◆ Task brief
Filter these entries so that only lines with the word "PatchId" remain.
++++++++++++++++++++
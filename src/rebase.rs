//! Rebase coordinator — moves a patch stack onto a new base version.
//!
//! A rebase is a state machine over the stack:
//!
//! ```text
//! Pending ──> Applying(0) ──clean──> Applying(1) ──> ... ──> Complete
//!                 │
//!              conflict
//!                 v
//!           Conflicted(i) ──resolve(fixed tree)──> Resolved(i) ──> Applying(i+1)
//! ```
//!
//! Any state can move to `Aborted` by consuming the coordinator with
//! [`RebaseCoordinator::abort`], which hands back the pre-rebase stack
//! untouched. From the stack's perspective a rebase is all-or-nothing:
//! nothing is persisted until the caller takes the `Complete` result and
//! saves it, and the staged-directory save in `PatchStack::save` makes
//! that replacement atomic.
//!
//! Conflict resolution is batch-shaped: the coordinator pauses in
//! `Conflicted(i)`, the caller fixes the working tree by hand (or through
//! whatever interactive hook sits above this crate) and feeds it back via
//! [`RebaseCoordinator::resolve`]; the diff extractor regenerates patch
//! `i` from the fixed tree.

use tracing::{debug, info, warn};

use crate::error::CardstockError;
use crate::extract::diff_trees;
use crate::materialize::apply_patch;
use crate::model::conflict::Conflict;
use crate::model::patch::PatchStatus;
use crate::model::stack::PatchStack;
use crate::model::tree::{BaseTree, WorkingTree};

// ---------------------------------------------------------------------------
// RebaseState
// ---------------------------------------------------------------------------

/// Where a rebase currently stands.
#[derive(Clone, Copy, Debug, PartialEq, Eq)]
pub enum RebaseState {
    /// Not started.
    Pending,
    /// Patch `i` is being applied against the new base.
    Applying(usize),
    /// Patch `i` failed to apply; waiting for a fixed tree.
    Conflicted(usize),
    /// Patch `i` was regenerated from a fixed tree.
    Resolved(usize),
    /// Every patch applied; the rebased stack is ready to take.
    Complete,
    /// Rebase was cancelled; the original stack was returned.
    Aborted,
}

// ---------------------------------------------------------------------------
// RebaseCoordinator
// ---------------------------------------------------------------------------

/// Drives one patch stack from its old base onto `new_base`.
#[derive(Debug)]
pub struct RebaseCoordinator<'a> {
    new_base: &'a BaseTree,
    /// Pre-rebase stack, kept pristine for abort.
    snapshot: PatchStack,
    /// Stack being rebuilt patch by patch.
    rebased: PatchStack,
    /// Output of every patch accepted so far, on the new base.
    tree: WorkingTree,
    /// Index of the next snapshot patch to apply.
    next: usize,
    state: RebaseState,
    conflicts: Vec<Conflict>,
}

impl<'a> RebaseCoordinator<'a> {
    /// Set up a rebase of `stack` onto `new_base`. No work happens until
    /// [`Self::run`].
    #[must_use]
    pub fn new(new_base: &'a BaseTree, stack: PatchStack) -> Self {
        let rebased = PatchStack::new(stack.domain());
        let tree = new_base.to_working();
        Self {
            new_base,
            snapshot: stack,
            rebased,
            tree,
            next: 0,
            state: RebaseState::Pending,
            conflicts: Vec::new(),
        }
    }

    /// Current state.
    #[must_use]
    pub const fn state(&self) -> RebaseState {
        self.state
    }

    /// Conflicts of the currently conflicted patch (empty otherwise).
    #[must_use]
    pub fn conflicts(&self) -> &[Conflict] {
        &self.conflicts
    }

    /// The tree all accepted patches produce on the new base. In
    /// `Conflicted(i)` this is the output of patches `0..i` — the starting
    /// point for manual resolution.
    #[must_use]
    pub const fn working_tree(&self) -> &WorkingTree {
        &self.tree
    }

    /// Apply patches until a conflict pauses the rebase or it completes.
    ///
    /// Valid from `Pending`, `Resolved(_)`, or as a no-op from `Complete`.
    /// Calling from `Conflicted(_)` keeps waiting — the conflict must be
    /// resolved first.
    pub fn run(&mut self) -> RebaseState {
        match self.state {
            RebaseState::Pending | RebaseState::Resolved(_) | RebaseState::Applying(_) => {}
            RebaseState::Conflicted(_) | RebaseState::Complete | RebaseState::Aborted => {
                return self.state;
            }
        }

        while self.next < self.snapshot.len() {
            let i = self.next;
            self.state = RebaseState::Applying(i);
            // The snapshot stays pristine; work on a copy.
            let Some(patch) = self.snapshot.get(i).cloned() else {
                break;
            };
            match apply_patch(&self.tree, &patch) {
                Ok(next_tree) => {
                    debug!(patch = %patch.id, index = i, "rebase: applied cleanly");
                    self.tree = next_tree;
                    let mut accepted = patch;
                    accepted.status = PatchStatus::Clean;
                    self.rebased.append(accepted);
                    self.next = i + 1;
                }
                Err(conflicts) => {
                    warn!(
                        patch = %patch.id,
                        index = i,
                        conflicts = conflicts.len(),
                        "rebase: patch conflicts on new base"
                    );
                    self.conflicts = conflicts;
                    self.state = RebaseState::Conflicted(i);
                    return self.state;
                }
            }
        }

        info!(
            domain = %self.rebased.domain(),
            patches = self.rebased.len(),
            version = self.new_base.version(),
            "rebase complete"
        );
        self.state = RebaseState::Complete;
        self.state
    }

    /// Accept a manually fixed working tree for the conflicted patch.
    ///
    /// The patch is regenerated by diffing the pre-conflict tree against
    /// `fixed`, keeping its id and message. A patch whose fix turns out to
    /// change nothing is dropped — it dissolved into the new upstream.
    ///
    /// # Errors
    /// `EmptyStack`-free by construction; fails only when the coordinator
    /// is not in `Conflicted(_)`, reported as `ApplyConflict` with the
    /// current conflicts (or none).
    pub fn resolve(&mut self, fixed: WorkingTree) -> Result<(), CardstockError> {
        let RebaseState::Conflicted(i) = self.state else {
            return Err(CardstockError::ApplyConflict {
                conflicts: self.conflicts.clone(),
            });
        };
        // Unwrap-free: Conflicted(i) implies patch i exists.
        let (id, message) = self.snapshot.get(i).map_or_else(
            || unreachable!("conflicted index out of range"),
            |p| (p.id.clone(), p.message.clone()),
        );

        if let Some(patch) = diff_trees(self.tree.files(), fixed.files(), id, &message) {
            self.rebased.append(patch);
        } else {
            debug!(index = i, "rebase: resolved patch became empty, dropping");
        }
        self.tree = fixed;
        self.conflicts.clear();
        self.next = i + 1;
        self.state = RebaseState::Resolved(i);
        Ok(())
    }

    /// Cancel the rebase. The partial working tree is discarded and the
    /// original, untouched stack is returned.
    #[must_use]
    pub fn abort(mut self) -> PatchStack {
        self.state = RebaseState::Aborted;
        info!(domain = %self.snapshot.domain(), "rebase aborted");
        self.snapshot
    }

    /// Take the rebased stack. Only valid in `Complete`.
    ///
    /// # Errors
    /// `ApplyConflict` with the outstanding conflicts when the rebase has
    /// not finished.
    pub fn finish(self) -> Result<PatchStack, CardstockError> {
        if self.state == RebaseState::Complete {
            Ok(self.rebased)
        } else {
            Err(CardstockError::ApplyConflict {
                conflicts: self.conflicts,
            })
        }
    }
}

// ---------------------------------------------------------------------------
// Tests
// ---------------------------------------------------------------------------

#[cfg(test)]
mod tests {
    use super::*;
    use crate::extract::extract;
    use crate::materialize::{self, ApplyPolicy};
    use crate::model::patch::PatchId;
    use crate::model::stack::Domain;
    use std::collections::BTreeMap;
    use std::path::{Path, PathBuf};

    fn base(version: &str, entries: &[(&str, &str)]) -> BaseTree {
        let files: BTreeMap<PathBuf, String> = entries
            .iter()
            .map(|(p, c)| (PathBuf::from(p), (*c).to_owned()))
            .collect();
        BaseTree::new(version, files)
    }

    fn pid(s: &str) -> PatchId {
        PatchId::new(s).unwrap()
    }

    /// Stack of two patches over `old`: p1 edits a.txt, p2 edits b.txt.
    fn build_stack(old: &BaseTree) -> PatchStack {
        let mut wt1 = old.to_working();
        wt1.set_file(PathBuf::from("a.txt"), "a patched\n".to_owned());
        let s1 = extract(old, &wt1, Domain::Server, pid("p1"), "patch a");

        let inter = BaseTree::new("inter", wt1.files().clone());
        let mut wt2 = wt1.clone();
        wt2.set_file(PathBuf::from("b.txt"), "b patched\n".to_owned());
        let s2 = extract(&inter, &wt2, Domain::Server, pid("p2"), "patch b");

        let mut stack = PatchStack::new(Domain::Server);
        stack.append(s1.get(0).unwrap().clone());
        stack.append(s2.get(0).unwrap().clone());
        stack
    }

    #[test]
    fn clean_rebase_runs_to_complete() {
        let old = base("v1", &[("a.txt", "a\n"), ("b.txt", "b\n")]);
        let stack = build_stack(&old);

        // New base adds an unrelated file; both patches still apply.
        let new = base(
            "v2",
            &[("a.txt", "a\n"), ("b.txt", "b\n"), ("c.txt", "new upstream\n")],
        );
        let mut rb = RebaseCoordinator::new(&new, stack);
        assert_eq!(rb.state(), RebaseState::Pending);

        assert_eq!(rb.run(), RebaseState::Complete);
        let rebased = rb.finish().unwrap();
        assert_eq!(rebased.len(), 2);

        let mut check = rebased;
        let out = materialize::apply(&new, &mut check, None, ApplyPolicy::Halt);
        assert!(out.is_clean());
        assert_eq!(out.tree.file(Path::new("a.txt")), Some("a patched\n"));
        assert_eq!(out.tree.file(Path::new("c.txt")), Some("new upstream\n"));
    }

    #[test]
    fn conflict_pauses_at_offending_patch() {
        let old = base("v1", &[("a.txt", "a\n"), ("b.txt", "b\n")]);
        let stack = build_stack(&old);

        // Upstream rewrote a.txt: p1 can no longer find its context.
        let new = base("v2", &[("a.txt", "upstream rewrote this\n"), ("b.txt", "b\n")]);
        let mut rb = RebaseCoordinator::new(&new, stack);

        assert_eq!(rb.run(), RebaseState::Conflicted(0));
        assert_eq!(rb.conflicts().len(), 1);
        assert_eq!(rb.conflicts()[0].patch, pid("p1"));
        // The working tree is the pre-conflict state: the new base itself.
        assert_eq!(
            rb.working_tree().file(Path::new("a.txt")),
            Some("upstream rewrote this\n")
        );
        // Running again while conflicted stays put.
        assert_eq!(rb.run(), RebaseState::Conflicted(0));
    }

    #[test]
    fn resolve_regenerates_patch_and_continues() {
        let old = base("v1", &[("a.txt", "a\n"), ("b.txt", "b\n")]);
        let stack = build_stack(&old);
        let new = base("v2", &[("a.txt", "upstream rewrote this\n"), ("b.txt", "b\n")]);

        let mut rb = RebaseCoordinator::new(&new, stack);
        assert_eq!(rb.run(), RebaseState::Conflicted(0));

        // Manual fix: reconcile the patch's intent with the new upstream.
        let mut fixed = rb.working_tree().clone();
        fixed.set_file(PathBuf::from("a.txt"), "a patched on new upstream\n".to_owned());
        rb.resolve(fixed).unwrap();
        assert_eq!(rb.state(), RebaseState::Resolved(0));

        assert_eq!(rb.run(), RebaseState::Complete);
        let rebased = rb.finish().unwrap();
        assert_eq!(rebased.len(), 2);
        // Patch 0 was regenerated but keeps its identity.
        assert_eq!(rebased.get(0).unwrap().id, pid("p1"));
        assert_eq!(rebased.get(0).unwrap().message, "patch a");

        let mut check = rebased;
        let out = materialize::apply(&new, &mut check, None, ApplyPolicy::Halt);
        assert!(out.is_clean());
        assert_eq!(
            out.tree.file(Path::new("a.txt")),
            Some("a patched on new upstream\n")
        );
        assert_eq!(out.tree.file(Path::new("b.txt")), Some("b patched\n"));
    }

    #[test]
    fn resolve_drops_dissolved_patch() {
        let old = base("v1", &[("a.txt", "a\n"), ("b.txt", "b\n")]);
        let stack = build_stack(&old);
        // Upstream already contains exactly what p1 wanted... almost: the
        // context differs, so p1 conflicts, and the fix is "change nothing".
        let new = base("v2", &[("a.txt", "upstream did it differently\n"), ("b.txt", "b\n")]);

        let mut rb = RebaseCoordinator::new(&new, stack);
        assert_eq!(rb.run(), RebaseState::Conflicted(0));

        let fixed = rb.working_tree().clone();
        rb.resolve(fixed).unwrap();
        assert_eq!(rb.run(), RebaseState::Complete);

        let rebased = rb.finish().unwrap();
        // p1 dissolved; only p2 remains.
        assert_eq!(rebased.len(), 1);
        assert_eq!(rebased.get(0).unwrap().id, pid("p2"));
    }

    #[test]
    fn abort_returns_pristine_stack() {
        let old = base("v1", &[("a.txt", "a\n"), ("b.txt", "b\n")]);
        let stack = build_stack(&old);
        let before: Vec<String> = stack.iter().map(crate::model::patch::Patch::serialize).collect();

        let new = base("v2", &[("a.txt", "rewritten\n"), ("b.txt", "b\n")]);
        let mut rb = RebaseCoordinator::new(&new, stack);
        let _ = rb.run();
        let restored = rb.abort();

        let after: Vec<String> = restored.iter().map(crate::model::patch::Patch::serialize).collect();
        assert_eq!(after, before, "aborted rebase must leave the stack byte-identical");
    }

    #[test]
    fn finish_before_complete_is_an_error() {
        let old = base("v1", &[("a.txt", "a\n"), ("b.txt", "b\n")]);
        let stack = build_stack(&old);
        let new = base("v2", &[("a.txt", "rewritten\n"), ("b.txt", "b\n")]);

        let mut rb = RebaseCoordinator::new(&new, stack);
        let _ = rb.run();
        assert!(matches!(rb.state(), RebaseState::Conflicted(0)));
        let err = rb.finish().unwrap_err();
        assert!(matches!(err, CardstockError::ApplyConflict { .. }));
    }

    #[test]
    fn resolve_outside_conflicted_is_an_error() {
        let old = base("v1", &[("a.txt", "a\n")]);
        let mut wt = old.to_working();
        wt.set_file(PathBuf::from("a.txt"), "A\n".to_owned());
        let stack = extract(&old, &wt, Domain::Api, pid("only"), "m");

        let new = base("v2", &[("a.txt", "a\n")]);
        let mut rb = RebaseCoordinator::new(&new, stack);
        assert!(rb.resolve(WorkingTree::new()).is_err());
    }
}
++++++++++++++++++++
◆ Output for this exercise
    use crate::model::patch::PatchId;
    fn pid(s: &str) -> PatchId {
        PatchId::new(s).unwrap()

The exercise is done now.